Think of the students: a response to the university strikes
Eva offers a student’s perspective on the UCU strike, expressing her support for her lecturers but simultaneously lamenting the impact of the action on her education.
Last week saw the beginning of the UCU strike, which saw lecturers head for the picket line and lecture halls left empty. As a result, students are set to lose out on valuable teaching time and have their education compromised. With considerable cuts to lecturers’ pensions, it isn’t hard to see why they are in a difficult predicament. In my opinion however, so are students. Let’s face it, students are the ones paying ridiculous amounts of money in exchange for an education. Or in current strike climate, a self-taught education.
Before I criticise the strike, let me say that I have a lot of respect for my lecturers. Their academic prowess and dedication to their respective fields are qualities that I am truly inspired by. I do sympathise with employees in this situation; everybody has the right to a secure, well-earned retirement. My frustration does not lie with the academic staff who are striking, and I fully support them in challenging an unfair system.
After all, the changes to pensions could, according to some estimations, cause some lecturers to be £10,000 worse off per year in retirement benefits. I’m sure that I would feel angry and betrayed too, if my pension was set to be changed so that it was at risk of fluxations of the stiock market.
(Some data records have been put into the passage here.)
#[cfg(test)]
mod tests {
    use super::*;
    use tempfile::tempdir;

    fn sample(state: WatchdogState) -> StatusData {
        StatusData {
            pid: 12345,
            state,
            last_utilization: Some(2.0),
            suspect_since: None,
            recoveries: 1,
            last_update: Utc::now(),
        }
    }

    #[test]
    fn test_status_file_round_trip() {
        let dir = tempdir().unwrap();
        let sf = StatusFile::new(dir.path().join("watchdog.status"));
        let data = sample(WatchdogState::Suspect);

        sf.write(&data).unwrap();
        assert_eq!(sf.read().unwrap(), data);

        let parsed: serde_json::Value =
            serde_json::from_str(&std::fs::read_to_string(dir.path().join("watchdog.status")).unwrap())
                .unwrap();
        assert_eq!(parsed["state"], "suspect");
        assert_eq!(parsed["recoveries"], 1);
    }

    #[test]
    fn test_status_file_missing_or_corrupt_reads_none() {
        let dir = tempdir().unwrap();
        let path = dir.path().join("watchdog.status");
        let sf = StatusFile::new(path.clone());
        assert!(sf.read().is_none());
        std::fs::write(&path, "{not json").unwrap();
        assert!(sf.read().is_none());
    }

    #[test]
    fn test_all_watchdog_states_serialize() {
        let states = vec![
            (WatchdogState::Starting, "starting"),
            (WatchdogState::Idle, "idle"),
            (WatchdogState::Suspect, "suspect"),
            (WatchdogState::Recovering, "recovering"),
            (WatchdogState::Halted, "halted"),
            (WatchdogState::ShuttingDown, "shutting_down"),
        ];
        for (state, expected) in states {
            let json = serde_json::to_string(&state).unwrap();
            assert_eq!(json, format!("\"{expected}\""));
        }
    }

    #[test]
    fn test_status_tracker_lifecycle() {
        let dir = tempdir().unwrap();
        let path = dir.path().join("watchdog.status");
        let sf = StatusFile::new(path.clone());
        let mut tracker = StatusTracker::new(path);

        tracker.update(WatchdogState::Starting);
        assert_eq!(sf.read().unwrap().state, WatchdogState::Starting);

        tracker.set_last_utilization(Some(1.5));
        tracker.mark_suspect();
        let since = tracker.suspect_since;
        tracker.mark_suspect();
        assert_eq!(tracker.suspect_since, since);
        tracker.update(WatchdogState::Suspect);
        let s = sf.read().unwrap();
        assert_eq!(s.last_utilization, Some(1.5));
        assert!(s.suspect_since.is_some());

        tracker.record_recovery();
        tracker.update(WatchdogState::Idle);
        let s = sf.read().unwrap();
        assert_eq!(s.recoveries, 1);
        assert!(s.suspect_since.is_none());
        assert_eq!(s.pid, std::process::id());
    }

    #[test]
    fn test_status_file_write_to_nonexistent_dir_fails() {
        let sf = StatusFile::new(PathBuf::from("/nonexistent/dir/watchdog.status"));
        assert!(sf.write(&sample(WatchdogState::Idle)).is_err());
    }

    #[test]
    fn test_pid_file_written_and_removed_on_drop() {
        let dir = tempdir().unwrap();
        let path = dir.path().join("monitor.pid");
        {
            let pid_file = PidFile::acquire(&path).unwrap();
            assert!(pid_file.locked);
            assert_eq!(read_pid(&path), Some(std::process::id()));
        }
        assert!(!path.exists());
    }

    #[test]
    fn test_pid_file_overwrites_stale_contents() {
        let dir = tempdir().unwrap();
        let path = dir.path().join("monitor.pid");
        std::fs::write(&path, "999999999999\n").unwrap();
        let _pid_file = PidFile::acquire(&path).unwrap();
        assert_eq!(
            std::fs::read_to_string(&path).unwrap(),
            format!("{}\n", std::process::id())
        );
    }

    #[test]
    fn test_pid_file_left_alone_when_taken_over() {
        let dir = tempdir().unwrap();
        let path = dir.path().join("monitor.pid");
        let pid_file = PidFile::acquire(&path).unwrap();
        std::fs::write(&path, "1\n").unwrap();
        drop(pid_file);
        assert_eq!(read_pid(&path), Some(1));
    }

    #[test]
    fn test_tail_lines() {
        let dir = tempdir().unwrap();
        let path = dir.path().join("watchdog.log");
        let body: String = (1..=15).map(|i| format!("line {i}\n")).collect();
        std::fs::write(&path, body).unwrap();

        let tail = tail_lines(&path, 10);
        assert!(tail.starts_with("line 6\n"));
        assert!(tail.ends_with("line 15"));
        assert_eq!(tail_lines(&dir.path().join("missing.log"), 10), "");
    }

    #[test]
    fn test_monitor_status_without_watchdog() {
        let dir = tempdir().unwrap();
        let out = OutputDir::resolve(dir.path()).unwrap();
        let status = monitor_status(&out);
        assert!(!status.running);
        assert!(status.pid.is_none());
        assert!(status.state.is_none());
        assert_eq!(status.log_path, out.watchdog_log());
    }

    #[test]
    fn test_monitor_status_reports_live_pid_and_state() {
        let dir = tempdir().unwrap();
        let out = OutputDir::resolve(dir.path()).unwrap();
        let _pid_file = PidFile::acquire(&out.monitor_pid()).unwrap();
        StatusFile::new(out.status())
            .write(&sample(WatchdogState::Idle))
            .unwrap();
        std::fs::write(out.watchdog_log(), "started\nidle\n").unwrap();

        let status = monitor_status(&out);
        assert!(status.running);
        assert_eq!(status.pid, Some(std::process::id()));
        assert_eq!(status.state.unwrap().state, WatchdogState::Idle);
        assert_eq!(status.log_tail, "started\nidle");
    }

    #[tokio::test]
    async fn test_stop_without_pid_file() {
        let dir = tempdir().unwrap();
        let out = OutputDir::resolve(dir.path()).unwrap();
        assert_eq!(stop_monitor(&out).await.unwrap(), StopOutcome::NotRunning);
    }

    #[cfg(unix)]
    #[tokio::test]
    async fn test_stop_stale_pid_removes_file() {
        let dir = tempdir().unwrap();
        let path = dir.path().join("monitor.pid");
        let mut child = std::process::Command::new("true").spawn().unwrap();
        let pid = child.id();
        child.wait().unwrap();
        std::fs::write(&path, format!("{pid}\n")).unwrap();

        let outcome = stop_with_grace(&path, Duration::from_millis(10)).await.unwrap();
        assert_eq!(outcome, StopOutcome::Stale { pid });
        assert!(!path.exists());
    }

    #[cfg(unix)]
    #[tokio::test]
    async fn test_stop_terminates_running_process() {
        let dir = tempdir().unwrap();
        let path = dir.path().join("monitor.pid");
        let mut child = tokio::process::Command::new("sleep")
            .arg("30")
            .spawn()
            .unwrap();
        let pid = child.id().unwrap();
        std::fs::write(&path, format!("{pid}\n")).unwrap();

        // Reap concurrently so the exited child does not linger as a zombie
        let waiter = tokio::spawn(async move { child.wait().await });
        let outcome = stop_with_grace(&path, Duration::from_millis(500)).await.unwrap();
        assert_eq!(outcome, StopOutcome::Stopped { pid, forced: false });
        assert!(!path.exists());
        assert!(waiter.await.unwrap().is_ok());
    }

    #[test]
    fn test_stop_outcome_display() {
        assert_eq!(StopOutcome::NotRunning.to_string(), "No monitor running");
        assert_eq!(
            StopOutcome::Stopped {
                pid: 7,
                forced: false
            }
            .to_string(),
            "Monitor stopped (PID: 7)"
        );
    }
}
I’m sure we can all agree that the pension cuts are fundamentally wrong and undermine lecturers’ hard work.
Having said all this, I do not support the weaponisation of students, who are effectively having their education used as a bartering chip. Whilst we’re supporting our lecturers, as students, who is standing up for our rights?
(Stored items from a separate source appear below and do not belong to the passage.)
use crate::orchestrator::RecoveryReport;
use rusqlite::{Connection, Result};
use serde::Serialize;
use std::path::Path;

/// Opens (or creates) the recovery history database at the given path.
///
/// Creates the recoveries table and index if they don't already exist.
pub fn open_or_create(path: &Path) -> Result<Connection> {
    let conn = Connection::open(path)?;

    // WAL so `history` and `serve` can read while the watchdog writes
    conn.execute_batch("PRAGMA journal_mode=WAL;")?;

    conn.execute_batch(
        "CREATE TABLE IF NOT EXISTS recoveries (
            id               INTEGER PRIMARY KEY AUTOINCREMENT,
            at               TEXT NOT NULL,
            utilization      REAL,
            memory_mb        REAL,
            action           TEXT NOT NULL,
            checkpoint       TEXT,
            step             INTEGER,
            processes_found  INTEGER NOT NULL DEFAULT 0,
            survivors        INTEGER NOT NULL DEFAULT 0,
            spawned_pid      INTEGER,
            error            TEXT,
            model            TEXT
        );

        CREATE INDEX IF NOT EXISTS idx_recoveries_at ON recoveries(at);",
    )?;

    Ok(conn)
}

/// Record one recovery. Returns the new row id.
pub fn insert_recovery(conn: &Connection, report: &RecoveryReport) -> Result<i64> {
    let checkpoint = report
        .checkpoint
        .as_ref()
        .map(|c| c.path.to_string_lossy().into_owned());
    let step = report
        .checkpoint
        .as_ref()
        .and_then(|c| i64::try_from(c.format.step()).ok());
    let model = report
        .model
        .as_ref()
        .map(|p| p.to_string_lossy().into_owned());
    conn.execute(
        "INSERT INTO recoveries
            (at, utilization, memory_mb, action, checkpoint, step, processes_found, survivors, spawned_pid, error, model)
         VALUES (?1, ?2, ?3, ?4, ?5, ?6, ?7, ?8, ?9, ?10, ?11)",
        rusqlite::params![
            report.at.to_rfc3339_opts(chrono::SecondsFormat::Secs, true),
            report.utilization.value(),
            report.memory_mb.value(),
            report.action.as_str(),
            checkpoint,
            step,
            report.processes_found as i64,
            report.survivors as i64,
            report.spawned.as_ref().map(|s| s.pid),
            report.error,
            model,
        ],
    )?;
    Ok(conn.last_insert_rowid())
}

/// A row from the recoveries table.
#[derive(Debug, Clone, Serialize)]
pub struct RecoveryRecord {
    pub id: i64,
    pub at: String,
    pub utilization: Option<f64>,
    pub memory_mb: Option<f64>,
    pub action: String,
    pub checkpoint: Option<String>,
    pub step: Option<i64>,
    pub processes_found: i64,
    pub survivors: i64,
    pub spawned_pid: Option<u32>,
    pub error: Option<String>,
    /// Latest model weights file at detection time.
    pub model: Option<String>,
}

/// Most recent recoveries first. `limit` of None returns everything.
pub fn list_recoveries(conn: &Connection, limit: Option<usize>) -> Result<Vec<RecoveryRecord>> {
    let mut stmt = conn.prepare(
        "SELECT id, at, utilization, memory_mb, action, checkpoint, step,
                processes_found, survivors, spawned_pid, error, model
         FROM recoveries ORDER BY id DESC LIMIT ?1",
    )?;
    // SQLite treats a negative LIMIT as unbounded
    let limit = limit.and_then(|n| i64::try_from(n).ok()).unwrap_or(-1);
    let rows = stmt.query_map([limit], map_recovery)?;
    rows.collect()
}

/// Open the database only if it already exists. Read-only callers use this
/// so that asking for history never creates an empty database.
pub fn open_existing(path: &Path) -> Result<Option<Connection>> {
    if !path.exists() {
        return Ok(None);
    }
    open_or_create(path).map(Some)
}

fn map_recovery(row: &rusqlite::Row) -> Result<RecoveryRecord> {
    Ok(RecoveryRecord {
        id: row.get(0)?,
        at: row.get(1)?,
        utilization: row.get(2)?,
        memory_mb: row.get(3)?,
        action: row.get(4)?,
        checkpoint: row.get(5)?,
        step: row.get(6)?,
        processes_found: row.get(7)?,
        survivors: row.get(8)?,
        spawned_pid: row.get(9)?,
        error: row.get(10)?,
        model: row.get(11)?,
    })
}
I know that striking is always a last resort and that lecturers hate cancelling their classes. But this reluctance doesn’t equate to valuable teaching hours.
We’re not just talking about a 24 hour strike at a single university. The UCU estimates that one million students across 65 UK universities will be affected by the strike action, losing approximately 575,000 teaching hours. Plus, the action is set to last for 14 days over four weeks. That’s surely enough disruption to our education, right? Wrong. If agreements are not reached, there is the threat that final year exams and graduation ceremonies could be targeted. So don’t be too hasty putting on your gown and mortarboard.
I make a significant amount of sacrifices to study at university. Not only am I paying £9,000 a year to pursue my passion, and getting myself into a considerable amount of debt at a young age, but studying away from home at a top university involves personal and social sacrifices too. Without the financial help of my family and tutoring in my limited spare time, I would not be able to afford higher education.
I totally support the strikes but getting very very anxious about the amount of uni I’ve missed because of them 🤮
— Lauren Rodgers (@laurenrodgers_x) March 6, 2018
So it is frustrating when in the final year of an education that I have fully dedicated myself to, my grades are being jeopardised and my future career put at risk. I don’t burden myself with enormous amounts of debt to then be forced to teach myself modules of work. During this strike action, I’ll be missing out on valuable contact hours, which, as an English student, are hard to come by anyway, meaning that I’ll effectively be paying for a glorified library membership.
Not just this, but it is unacceptable when some tutors, deciding to strike at the last minute, only notify their students shortly before their seminar. Some students commute and spend a considerate amount of time and money to come into university, just to be turned away.
Before I’m accused of endorsing pension cuts, raising concerns about the strike does not mean that I’m opposing my lecturers. It simply means that I am asking legitimate questions about the effect of the strike on my education.
It is with the university bosses and the people at the negotiating table with whom my dissatisfaction lies. This situation is becoming highly detrimental to students’ education and it is due to the employers’ reluctance to negotiate. This is the second strike at my university this academic year. Students are understandably becoming agitated with the hours of teaching that they are being deprived of. I feel that universities seem to be exploiting this anger as a means of creating division between the lecturers and their students.
I do support my lecturers in their fight for a fair pension. However, I feel deprived of an education that I am paying extortionate fees for. When careers are on the line, and debt is piling up, people need to pay more attention to the students’ concerns.
A University Spokesperson said:
“The pension scheme’s multi-billion pound deficit needs to be tackled so that we can provide all staff with a scheme which is sustainable, stable and fair – particularly to younger colleagues who would suffer the consequences of short-term fixes. The University’s standard contribution of 18% of salary to the scheme will continue under the proposed reforms, but we could not support directing more money away from our core academic activity – including teaching – into staff pensions. Five members each of UCU and UUK have been at the negotiating table for more than 30 meetings on this issue. The University has not been directly involved in those discussions and we are encouraging staff to take part in the official consultation that starts this month.”